Wetenschap
Krediet:Universiteit van Denver
Het is gemakkelijk te vangen, maar vaak moeilijk te detecteren. Sommige gevallen zijn mild, terwijl sommige gevaarlijk zijn. Sommigen van ons zijn beter in staat om het af te weren.
Hoe meer Juli Parrish nadacht over ‘nepnieuws’ – de opzettelijke verdraaiing en verkeerde voorstelling van informatie – hoe meer ze overeenkomsten zag met de manier waarop het coronavirus de wereld overspoelde.
Toen Parrish Kareem El Damanhoury hoorde, een assistent-professor bij de afdeling Media van DU, Film- en journalistiekstudies, vertel de RadioEd-podcast in maart dat nepnieuws is "als een nieuwe pandemie, "Het lampje ging uit.
"Die specifieke opmerking zette me aan het denken, 'Oh, is nepnieuws een virus?'", zegt Parrish, een onderwijsprofessor en directeur van het Schrijfcentrum van de universiteit. "Als het een virus is, hoe circuleert het? Wat is de behandeling? Wat betekent het om ingeënt te zijn tegen nepnieuws? Hoe komt dat?'"
Dit zijn vragen die Paris al jaren stelt, zij het zonder de medische metaforen. Sommige antwoorden zijn te vinden in "Geletterdheid en pedagogiek in een tijdperk van verkeerde informatie en desinformatie" (Parlor Press, 2021), een openbaar beschikbare verzameling essays en interviews die ze samen met een team van docenten uit het hele land heeft bewerkt.
Hoofdstukken bevatten de perspectieven van academici, leraren op de middelbare school, bibliothecarissen, redacteuren van tijdschriften, activisten en studenten, de complexiteit van nepnieuws aanpakken en suggesties doen om de verspreiding ervan tegen te gaan, inclusief advies over het onderwijzen van mediageletterdheid.
In een interview met de DU Newsroom, Parrish legt uit hoe nepnieuws doorsijpelt in het hoger onderwijs en hoe docenten terug kunnen vechten. Dit gesprek is voor de duidelijkheid bewerkt.
Hoe kom je nepnieuws en desinformatie tegen in je werk?

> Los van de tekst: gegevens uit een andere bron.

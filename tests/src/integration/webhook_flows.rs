//! # Webhook Integration Flows
//!
//! Drives the full HTTP router built by `GatewayService` the way the platform
//! would: signed query, optional safe-mode envelope, reply decoded on the
//! platform side with its own codec.
//!
//! ## Flows Tested:
//!
//! 1. **Handshake**: signed GET echoes `echostr`, in both modes
//! 2. **Plaintext POST**: message reaches the handler, reply comes back as XML
//! 3. **Safe-mode POST**: envelope opened, reply sealed, platform can open it
//! 4. **Rejections**: tampered envelope, foreign app id, missing envelope
//!    signature, mode mismatch

#[cfg(test)]
mod tests {
    use std::sync::atomic::{AtomicUsize, Ordering};
    use std::sync::Arc;

    use axum::body::{to_bytes, Body};
    use axum::http::{header, Request, StatusCode};
    use axum::response::Response;
    use axum::Router;
    use tower::ServiceExt;

    use shared_types::AccountConfig;
    use wx_01_signature::compute_signature;
    use wx_02_envelope::{parse_message, ReplyContent, SecureEnvelopeCodec, StructuredMessage};
    use wx_04_gateway::{GatewayConfig, GatewayService, HandlerFn, MessageHandler, TimeSource};

    // =============================================================================
    // TEST FIXTURES
    // =============================================================================

    const KEY: &str = "abcdefghijklmnopqrstuvwxyz0123456789ABCDEFG";
    const TOKEN: &str = "pamtest";
    const APP_ID: &str = "wxb11529c136998cb6";
    const TS: &str = "1409304348";
    const NONCE: &str = "xxxxxx";
    const REPLY_TIME: u64 = 1_700_000_000;

    const TEXT_MESSAGE: &str = "<xml><ToUserName><![CDATA[gh_account]]></ToUserName>\
        <FromUserName><![CDATA[user_openid]]></FromUserName>\
        <CreateTime>1348831860</CreateTime><MsgType><![CDATA[text]]></MsgType>\
        <Content><![CDATA[hello gateway]]></Content><MsgId>1234567890123456</MsgId></xml>";

    struct FixedClock;

    impl TimeSource for FixedClock {
        fn now(&self) -> u64 {
            REPLY_TIME
        }
    }

    fn config(safe_mode: bool) -> GatewayConfig {
        let mut config = GatewayConfig::default();
        config.account.app_id = APP_ID.into();
        config.account.app_secret = "secret".into();
        config.account.token = TOKEN.into();
        config.account.safe_mode = safe_mode;
        config.account.encoding_aes_key = safe_mode.then(|| KEY.to_string());
        config
    }

    /// Handler that uppercases text and counts invocations.
    fn uppercase_handler(calls: Arc<AtomicUsize>) -> Arc<dyn MessageHandler> {
        Arc::new(HandlerFn(move |msg: StructuredMessage| {
            let calls = Arc::clone(&calls);
            async move {
                calls.fetch_add(1, Ordering::SeqCst);
                Ok::<_, anyhow::Error>(msg.content().map(|c| ReplyContent::text(c.to_uppercase())))
            }
        }))
    }

    fn router(safe_mode: bool, calls: Arc<AtomicUsize>) -> Router {
        GatewayService::with_clock(
            config(safe_mode),
            uppercase_handler(calls),
            Arc::new(FixedClock),
        )
        .unwrap()
        .router()
    }

    /// The platform's side of the envelope: same account, same key.
    fn platform_codec(app_id: &str) -> SecureEnvelopeCodec {
        let account = AccountConfig::new(app_id, "secret", TOKEN, true, Some(KEY.into())).unwrap();
        SecureEnvelopeCodec::new(&account).unwrap()
    }

    fn signed_query() -> String {
        let signature = compute_signature(TOKEN, TS, NONCE);
        format!("signature={signature}&timestamp={TS}&nonce={NONCE}")
    }

    /// Encrypt `message` as the platform would, returning (body, msg_signature).
    fn platform_envelope(codec: &SecureEnvelopeCodec, message: &str) -> (String, String) {
        let sealed = parse_message(&codec.seal(message, TS, NONCE).unwrap()).unwrap();
        let encrypted = sealed.text("Encrypt").unwrap().to_string();
        let msg_signature = sealed.text("MsgSignature").unwrap().to_string();
        let body = format!(
            "<xml><ToUserName><![CDATA[gh_account]]></ToUserName>\
             <Encrypt><![CDATA[{encrypted}]]></Encrypt></xml>"
        );
        (body, msg_signature)
    }

    fn safe_post(body: String, msg_signature: &str) -> Request<Body> {
        Request::post(format!(
            "/wechat?{}&encrypt_type=aes&msg_signature={msg_signature}",
            signed_query()
        ))
        .body(Body::from(body))
        .unwrap()
    }

    async fn body_string(response: Response) -> String {
        let bytes = to_bytes(response.into_body(), usize::MAX).await.unwrap();
        String::from_utf8(bytes.to_vec()).unwrap()
    }

    // =============================================================================
    // HANDSHAKE
    // =============================================================================

    #[tokio::test]
    async fn test_handshake_in_both_modes() {
        for safe_mode in [false, true] {
            let response = router(safe_mode, Arc::default())
                .oneshot(
                    Request::get(format!("/wechat?{}&echostr=5837397520665436492", signed_query()))
                        .body(Body::empty())
                        .unwrap(),
                )
                .await
                .unwrap();
            assert_eq!(response.status(), StatusCode::OK, "safe_mode={safe_mode}");
            assert_eq!(body_string(response).await, "5837397520665436492");
        }
    }

    #[tokio::test]
    async fn test_forged_handshake_is_not_answered() {
        let response = router(false, Arc::default())
            .oneshot(
                Request::get(format!(
                    "/wechat?signature={}&timestamp={TS}&nonce={NONCE}&echostr=abc",
                    compute_signature("wrong-token", TS, NONCE)
                ))
                .body(Body::empty())
                .unwrap(),
            )
            .await
            .unwrap();
        assert_eq!(response.status(), StatusCode::NOT_FOUND);
        assert!(body_string(response).await.is_empty());
    }

    // =============================================================================
    // PLAINTEXT MODE
    // =============================================================================

    #[tokio::test]
    async fn test_plaintext_message_round_trip() {
        let calls = Arc::new(AtomicUsize::new(0));
        let response = router(false, Arc::clone(&calls))
            .oneshot(
                Request::post(format!("/wechat?{}", signed_query()))
                    .body(Body::from(TEXT_MESSAGE))
                    .unwrap(),
            )
            .await
            .unwrap();

        assert_eq!(response.status(), StatusCode::OK);
        assert_eq!(
            response.headers().get(header::CONTENT_TYPE).unwrap(),
            "application/xml"
        );
        let reply = parse_message(&body_string(response).await).unwrap();
        assert_eq!(reply.to_user_name(), Some("user_openid"));
        assert_eq!(reply.from_user_name(), Some("gh_account"));
        assert_eq!(reply.create_time(), Some(REPLY_TIME));
        assert_eq!(reply.content(), Some("HELLO GATEWAY"));
        assert_eq!(calls.load(Ordering::SeqCst), 1);
    }

    #[tokio::test]
    async fn test_encrypted_request_to_plaintext_account_passes_through() {
        let calls = Arc::new(AtomicUsize::new(0));
        let response = router(false, Arc::clone(&calls))
            .oneshot(safe_post(TEXT_MESSAGE.to_string(), "anything"))
            .await
            .unwrap();
        assert_eq!(response.status(), StatusCode::NOT_FOUND);
        assert_eq!(calls.load(Ordering::SeqCst), 0);
    }

    // =============================================================================
    // SAFE MODE
    // =============================================================================

    #[tokio::test]
    async fn test_safe_mode_round_trip() {
        let calls = Arc::new(AtomicUsize::new(0));
        let platform = platform_codec(APP_ID);
        let (body, msg_signature) = platform_envelope(&platform, TEXT_MESSAGE);

        let response = router(true, Arc::clone(&calls))
            .oneshot(safe_post(body, &msg_signature))
            .await
            .unwrap();
        assert_eq!(response.status(), StatusCode::OK);

        // Platform opens the reply envelope with the advertised parameters.
        let raw = body_string(response).await;
        let envelope = parse_message(&raw).unwrap();
        assert!(envelope.text("Content").is_none());
        let inner = platform
            .open(
                envelope.text("MsgSignature"),
                envelope.text("TimeStamp").unwrap(),
                envelope.text("Nonce").unwrap(),
                &raw,
            )
            .unwrap();

        let reply = parse_message(&inner).unwrap();
        assert_eq!(reply.content(), Some("HELLO GATEWAY"));
        assert_eq!(reply.to_user_name(), Some("user_openid"));
        assert_eq!(calls.load(Ordering::SeqCst), 1);
    }

    #[tokio::test]
    async fn test_tampered_envelope_is_unauthorized() {
        let calls = Arc::new(AtomicUsize::new(0));
        let (body, msg_signature) = platform_envelope(&platform_codec(APP_ID), TEXT_MESSAGE);
        let tampered = body.replacen("<![CDATA[", "<![CDATA[A", 2);

        let response = router(true, Arc::clone(&calls))
            .oneshot(safe_post(tampered, &msg_signature))
            .await
            .unwrap();
        assert_eq!(response.status(), StatusCode::UNAUTHORIZED);
        assert!(body_string(response).await.is_empty());
        assert_eq!(calls.load(Ordering::SeqCst), 0);
    }

    #[tokio::test]
    async fn test_envelope_for_other_app_is_unauthorized() {
        let calls = Arc::new(AtomicUsize::new(0));
        let (body, msg_signature) =
            platform_envelope(&platform_codec("wx_some_other_app"), TEXT_MESSAGE);

        let response = router(true, Arc::clone(&calls))
            .oneshot(safe_post(body, &msg_signature))
            .await
            .unwrap();
        assert_eq!(response.status(), StatusCode::UNAUTHORIZED);
        assert_eq!(calls.load(Ordering::SeqCst), 0);
    }

    #[tokio::test]
    async fn test_safe_post_without_msg_signature_is_unauthorized() {
        let calls = Arc::new(AtomicUsize::new(0));
        let (body, _) = platform_envelope(&platform_codec(APP_ID), TEXT_MESSAGE);

        let response = router(true, Arc::clone(&calls))
            .oneshot(
                Request::post(format!("/wechat?{}&encrypt_type=aes", signed_query()))
                    .body(Body::from(body))
                    .unwrap(),
            )
            .await
            .unwrap();
        assert_eq!(response.status(), StatusCode::UNAUTHORIZED);
        assert_eq!(calls.load(Ordering::SeqCst), 0);
    }

    #[tokio::test]
    async fn test_plaintext_post_to_safe_account_passes_through() {
        let calls = Arc::new(AtomicUsize::new(0));
        let response = router(true, Arc::clone(&calls))
            .oneshot(
                Request::post(format!("/wechat?{}", signed_query()))
                    .body(Body::from(TEXT_MESSAGE))
                    .unwrap(),
            )
            .await
            .unwrap();
        assert_eq!(response.status(), StatusCode::NOT_FOUND);
        assert_eq!(calls.load(Ordering::SeqCst), 0);
    }

    // =============================================================================
    // CONCURRENCY
    // =============================================================================

    #[tokio::test]
    async fn test_concurrent_safe_mode_requests_are_independent() {
        let calls = Arc::new(AtomicUsize::new(0));
        let app = router(true, Arc::clone(&calls));
        let platform = Arc::new(platform_codec(APP_ID));

        let requests = (0..16).map(|i| {
            let app = app.clone();
            let platform = Arc::clone(&platform);
            async move {
                let message = TEXT_MESSAGE.replace("hello gateway", &format!("message {i}"));
                let (body, msg_signature) = platform_envelope(&platform, &message);
                let response = app.oneshot(safe_post(body, &msg_signature)).await.unwrap();
                assert_eq!(response.status(), StatusCode::OK);

                let raw = body_string(response).await;
                let envelope = parse_message(&raw).unwrap();
                let inner = platform
                    .open(
                        envelope.text("MsgSignature"),
                        envelope.text("TimeStamp").unwrap(),
                        envelope.text("Nonce").unwrap(),
                        &raw,
                    )
                    .unwrap();
                let reply = parse_message(&inner).unwrap();
                assert_eq!(reply.content(), Some(format!("MESSAGE {i}").as_str()));
            }
        });

        futures::future::join_all(requests).await;
        assert_eq!(calls.load(Ordering::SeqCst), 16);
    }
}
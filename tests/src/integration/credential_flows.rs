//! # Credential Integration Flows
//!
//! The credential cache wired to the real HTTP issuer and management client,
//! against an in-process platform that counts how often it issues tokens.
//!
//! ## Flows Tested:
//!
//! 1. **Single flight over HTTP**: concurrent callers cause one token request
//! 2. **Ticket after token**: the ticket is requested with the cached token
//! 3. **Revoked token**: a management call that hits 40001 fails, and the
//!    caller's retry runs with a newly issued token
//! 4. **Short TTL**: a lifetime inside the expiry margin is never reused

#[cfg(test)]
mod tests {
    use std::collections::HashMap;
    use std::sync::atomic::{AtomicBool, AtomicUsize, Ordering};
    use std::sync::Arc;
    use std::time::Duration;

    use axum::extract::{Query, State};
    use axum::routing::get;
    use axum::{Json, Router};
    use serde_json::{json, Value};

    use shared_types::AccountConfig;
    use wx_03_credentials::{
        CredentialCache, CredentialProvider, HttpCredentialIssuer, SystemTimeSource,
        DEFAULT_EXPIRY_MARGIN,
    };
    use wx_05_management::{ManagementApi, ManagementClient};

    // =============================================================================
    // MOCK PLATFORM
    // =============================================================================

    struct Platform {
        ttl_secs: u64,
        token_calls: AtomicUsize,
        ticket_calls: AtomicUsize,
        /// When set, the first issued token is rejected by the menu endpoint.
        revoke_first: AtomicBool,
    }

    impl Platform {
        fn new(ttl_secs: u64) -> Arc<Self> {
            Arc::new(Self {
                ttl_secs,
                token_calls: AtomicUsize::new(0),
                ticket_calls: AtomicUsize::new(0),
                revoke_first: AtomicBool::new(false),
            })
        }

        fn current_token(&self) -> String {
            format!("ACCESS-{}", self.token_calls.load(Ordering::SeqCst))
        }
    }

    type Params = Query<HashMap<String, String>>;

    async fn token(State(platform): State<Arc<Platform>>, Query(q): Params) -> Json<Value> {
        if q.get("appid").map(String::as_str) != Some("wx1") {
            return Json(json!({"errcode": 40013, "errmsg": "invalid appid"}));
        }
        // Widen the window in which concurrent callers overlap.
        tokio::time::sleep(Duration::from_millis(50)).await;
        let n = platform.token_calls.fetch_add(1, Ordering::SeqCst) + 1;
        Json(json!({"access_token": format!("ACCESS-{n}"), "expires_in": platform.ttl_secs}))
    }

    async fn ticket(State(platform): State<Arc<Platform>>, Query(q): Params) -> Json<Value> {
        if q.get("access_token") != Some(&platform.current_token()) {
            return Json(json!({"errcode": 40001, "errmsg": "invalid credential"}));
        }
        platform.ticket_calls.fetch_add(1, Ordering::SeqCst);
        Json(json!({"errcode": 0, "errmsg": "ok", "ticket": "TICKET", "expires_in": platform.ttl_secs}))
    }

    async fn menu(State(platform): State<Arc<Platform>>, Query(q): Params) -> Json<Value> {
        let presented = q.get("access_token").cloned().unwrap_or_default();
        let revoked = platform.revoke_first.load(Ordering::SeqCst) && presented == "ACCESS-1";
        if revoked || presented != platform.current_token() {
            return Json(json!({"errcode": 40001, "errmsg": "invalid credential"}));
        }
        Json(json!({"menu": {"button": []}}))
    }

    async fn spawn_platform(platform: Arc<Platform>) -> String {
        let app = Router::new()
            .route("/cgi-bin/token", get(token))
            .route("/cgi-bin/ticket/getticket", get(ticket))
            .route("/cgi-bin/menu/get", get(menu))
            .with_state(platform);
        let listener = tokio::net::TcpListener::bind("127.0.0.1:0").await.unwrap();
        let addr = listener.local_addr().unwrap();
        tokio::spawn(async move {
            axum::serve(listener, app).await.unwrap();
        });
        format!("http://{addr}")
    }

    fn cache(base: &str) -> Arc<CredentialCache> {
        let account = AccountConfig::new("wx1", "secret", "token", false, None).unwrap();
        let issuer = HttpCredentialIssuer::new(base, &account, Duration::from_secs(5)).unwrap();
        Arc::new(CredentialCache::new(
            Arc::new(issuer),
            Arc::new(SystemTimeSource),
            DEFAULT_EXPIRY_MARGIN,
        ))
    }

    // =============================================================================
    // FLOWS
    // =============================================================================

    #[tokio::test]
    async fn test_concurrent_callers_share_one_http_refresh() {
        let platform = Platform::new(7200);
        let cache = cache(&spawn_platform(Arc::clone(&platform)).await);

        let callers = (0..32).map(|_| {
            let cache = Arc::clone(&cache);
            async move { cache.access_token().await }
        });
        let tokens = futures::future::join_all(callers).await;

        assert!(tokens.iter().all(|t| t.as_deref() == Ok("ACCESS-1")));
        assert_eq!(platform.token_calls.load(Ordering::SeqCst), 1);
    }

    #[tokio::test]
    async fn test_ticket_is_issued_with_cached_token() {
        let platform = Platform::new(7200);
        let cache = cache(&spawn_platform(Arc::clone(&platform)).await);

        assert_eq!(cache.capability_ticket().await.unwrap(), "TICKET");
        assert_eq!(cache.capability_ticket().await.unwrap(), "TICKET");
        assert_eq!(cache.access_token().await.unwrap(), "ACCESS-1");

        assert_eq!(platform.token_calls.load(Ordering::SeqCst), 1);
        assert_eq!(platform.ticket_calls.load(Ordering::SeqCst), 1);
    }

    #[tokio::test]
    async fn test_revoked_token_fails_once_then_caller_retry_succeeds() {
        let platform = Platform::new(7200);
        platform.revoke_first.store(true, Ordering::SeqCst);
        let base = spawn_platform(Arc::clone(&platform)).await;
        let cache = cache(&base);
        let provider: Arc<dyn CredentialProvider> = cache.clone();
        let client = ManagementClient::new(base, provider, Duration::from_secs(5)).unwrap();

        let err = client.get_menu().await.unwrap_err();
        assert_eq!(err.upstream_code(), Some(40001));
        assert_eq!(platform.token_calls.load(Ordering::SeqCst), 1);

        let menu = client.get_menu().await.unwrap();
        assert_eq!(menu["menu"]["button"], json!([]));
        assert_eq!(platform.token_calls.load(Ordering::SeqCst), 2);
        assert_eq!(cache.access_token().await.unwrap(), "ACCESS-2");
    }

    #[tokio::test]
    async fn test_lifetime_inside_margin_is_never_reused() {
        let platform = Platform::new(DEFAULT_EXPIRY_MARGIN.as_secs());
        let cache = cache(&spawn_platform(Arc::clone(&platform)).await);

        assert_eq!(cache.access_token().await.unwrap(), "ACCESS-1");
        assert_eq!(cache.access_token().await.unwrap(), "ACCESS-2");
        assert_eq!(platform.token_calls.load(Ordering::SeqCst), 2);
    }
}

In mijn vakgebied (Engels, compositiestudies, retoriek), veel van de praktijken waarop we zo lang hebben gerekend, lijken niet altijd te werken in het licht van een geheel nieuw virus van nepnieuws. Ik denk terug aan het leren van niet-gegradueerde studenten hoe ze hun bronnen moeten beoordelen:OK, je kijkt naar de auteur, je kijkt naar hun geloofwaardigheid, je probeert erachter te komen wanneer het gedaan is. Maar dat betekent niet dat het opzettelijke verkeerde informatie is. Wat als de bron waar je naar kijkt is gemaakt door een algoritme om je te misleiden? We hebben misschien nieuwe praktijken nodig waarmee we mensen kunnen leren die complexiteit te begrijpen.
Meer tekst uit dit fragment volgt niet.